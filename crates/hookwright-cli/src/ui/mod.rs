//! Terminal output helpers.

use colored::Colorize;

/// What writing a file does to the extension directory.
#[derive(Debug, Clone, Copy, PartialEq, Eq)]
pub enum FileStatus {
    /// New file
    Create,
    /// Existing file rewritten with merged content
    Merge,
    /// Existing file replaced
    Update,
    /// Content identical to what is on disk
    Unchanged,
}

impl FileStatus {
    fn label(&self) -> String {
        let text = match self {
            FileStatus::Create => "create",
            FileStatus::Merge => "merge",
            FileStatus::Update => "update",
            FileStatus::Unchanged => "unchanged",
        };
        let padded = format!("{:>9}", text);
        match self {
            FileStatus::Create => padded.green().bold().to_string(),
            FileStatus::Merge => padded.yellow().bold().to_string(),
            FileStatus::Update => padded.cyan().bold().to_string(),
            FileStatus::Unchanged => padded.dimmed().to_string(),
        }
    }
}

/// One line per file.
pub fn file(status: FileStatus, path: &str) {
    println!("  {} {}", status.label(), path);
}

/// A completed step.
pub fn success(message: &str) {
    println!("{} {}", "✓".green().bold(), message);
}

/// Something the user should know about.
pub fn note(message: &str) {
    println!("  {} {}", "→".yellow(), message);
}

******

Action item: Reproduce the records above with every character intact.

Answer to the problem:
filename crates/hookwright-cli/src/ui/mod.rs
//! Terminal output helpers.

use colored::Colorize;

/// What writing a file does to the extension directory.
#[derive(Debug, Clone, Copy, PartialEq, Eq)]
pub enum FileStatus {
    /// New file
    Create,
    /// Existing file rewritten with merged content
    Merge,
    /// Existing file replaced
    Update,
    /// Content identical to what is on disk
    Unchanged,
}

impl FileStatus {
    fn label(&self) -> String {
        let text = match self {
            FileStatus::Create => "create",
            FileStatus::Merge => "merge",
            FileStatus::Update => "update",
            FileStatus::Unchanged => "unchanged",
        };
        let padded = format!("{:>9}", text);
        match self {
            FileStatus::Create => padded.green().bold().to_string(),
            FileStatus::Merge => padded.yellow().bold().to_string(),
            FileStatus::Update => padded.cyan().bold().to_string(),
            FileStatus::Unchanged => padded.dimmed().to_string(),
        }
    }
}

/// One line per file.
pub fn file(status: FileStatus, path: &str) {
    println!("  {} {}", status.label(), path);
}

/// A completed step.
pub fn success(message: &str) {
    println!("{} {}", "✓".green().bold(), message);
}

/// Something the user should know about.
pub fn note(message: &str) {
    println!("  {} {}", "→".yellow(), message);
}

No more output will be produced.